You may be curious, is it possible for us to verify if our previous theory is true? Actually, yes. We built a ChatGPT-like bot for entertainment using OpenAI’s GPT APIs before. To save costs, we also used a very short memory, keeping only the last 3-5 conversations. In this case, it’s common to observe the bot forget about requests, which upsets our users. And then there appear users trying to hack the bot to go beyond this limit, and they’ve managed to figure out that GPT is smart enough to reason from the conversation, and they took advantage of that to enable GPT to follow their simple requests, even though the initial request may be outside the historical conversation window.

This is pretty interesting and actually the second mindset we wanted to share: learning by building. We are in a very hands-on field. While reading and understanding is useful, doing even small exercises and building stuff is potentially more effective. At the end of the day, we are builders, not users anymore.
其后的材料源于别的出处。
//! Function sampling for plots.
//!
//! A [`CompiledFunction`] is parsed once with the function grammar and then
//! evaluated at evenly spaced `x` values. [`Samples`] is a lazy iterator that
//! can be cloned to restart from the first point.

use serde::{Deserialize, Serialize};
use tracing::debug;

use super::settings::GraphSettings;
use crate::error::{ParseError, SettingsError};
use crate::expr::{self, Expr, Grammar};

/// Where new equations are test-evaluated before being accepted.
pub const PROBE_X: f64 = 2.0;

/// Decimal places kept on sampled `x` values.
const X_DECIMALS: i32 = 6;

#[derive(Clone, Copy, Debug, PartialEq, Serialize, Deserialize)]
pub struct PlotPoint {
    pub x: f64,
    pub y: f64,
}

/// Function text in `x`, parsed and ready to evaluate.
#[derive(Clone, Debug, PartialEq)]
pub struct CompiledFunction {
    text: String,
    tree: Expr,
}

impl CompiledFunction {
    pub fn compile(text: &str) -> Result<Self, ParseError> {
        let tree = expr::compile(text, Grammar::Function)?;
        debug!(text, constant = !tree.uses_variable(), "function compiled");
        Ok(Self {
            text: text.to_string(),
            tree,
        })
    }

    /// `y = x`.
    pub fn identity() -> Self {
        Self {
            text: "x".to_string(),
            tree: Expr::Variable,
        }
    }

    pub fn text(&self) -> &str {
        &self.text
    }

    /// Evaluate at `x`. May be infinite or NaN.
    pub fn eval(&self, x: f64) -> f64 {
        self.tree.eval(x)
    }

    /// Evaluate at [`PROBE_X`], returning the value only if it is finite.
    pub fn probe(&self) -> Option<f64> {
        let y = self.eval(PROBE_X);
        y.is_finite().then_some(y)
    }
}

/// Lazily evaluated plot points for one function.
///
/// Points whose `y` is not finite or falls outside the y range are skipped,
/// leaving gaps at asymptotes and off-screen excursions.
#[derive(Clone, Debug)]
pub struct Samples<'a> {
    function: &'a CompiledFunction,
    x_min: f64,
    x_max: f64,
    step: f64,
    y_min: f64,
    y_max: f64,
    index: u64,
    last: u64,
}

impl Iterator for Samples<'_> {
    type Item = PlotPoint;

    fn next(&mut self) -> Option<PlotPoint> {
        while self.index <= self.last {
            // Computed from the index so error does not accumulate
            let x = (self.x_min + self.index as f64 * self.step).min(self.x_max);
            self.index += 1;

            let y = self.function.eval(x);
            if y.is_finite() && y >= self.y_min && y <= self.y_max {
                return Some(PlotPoint { x: round_x(x), y });
            }
        }
        None
    }

    fn size_hint(&self) -> (usize, Option<usize>) {
        let remaining = (self.last + 1).saturating_sub(self.index);
        (0, usize::try_from(remaining).ok())
    }
}

fn round_x(x: f64) -> f64 {
    let scale = 10f64.powi(X_DECIMALS);
    (x * scale).round() / scale
}

/// Sample `function` over the ranges in `settings`.
///
/// Fails if the settings are invalid or would produce more than
/// [`MAX_SAMPLES`](super::settings::MAX_SAMPLES) points.
pub fn sample<'a>(
    function: &'a CompiledFunction,
    settings: &GraphSettings,
) -> Result<Samples<'a>, SettingsError> {
    settings.validate()?;
    Ok(samples(function, settings))
}

/// Sample without validating; callers must hold validated settings.
pub(crate) fn samples<'a>(function: &'a CompiledFunction, settings: &GraphSettings) -> Samples<'a> {
    let [x_min, x_max] = settings.x_range;
    let [y_min, y_max] = settings.y_range;
    let last = settings.step_count();
    debug!(function = function.text(), points = last + 1, "sampling");

    Samples {
        function,
        x_min,
        x_max,
        step: settings.step,
        y_min,
        y_max,
        index: 0,
        last,
    }
}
Another potential scenario for the observable behavior of forgetting and missing details is when the prompt gets really long, approaching roughly 3/4 of the context window. It is easier for the older GPT-3.5 (the non-turbo version) to observe degraded behavior because it has only a 4k token context window. In this case, it is actually the GPT model that forgets about the requests and lacks the capabilities to note the details, rather than the ChatGPT product. Again, as the GPT-3.5-Turbo has a context window approaching 16k tokens and the GPT-4-Turbo approaching 128k tokens, it is harder to trigger this.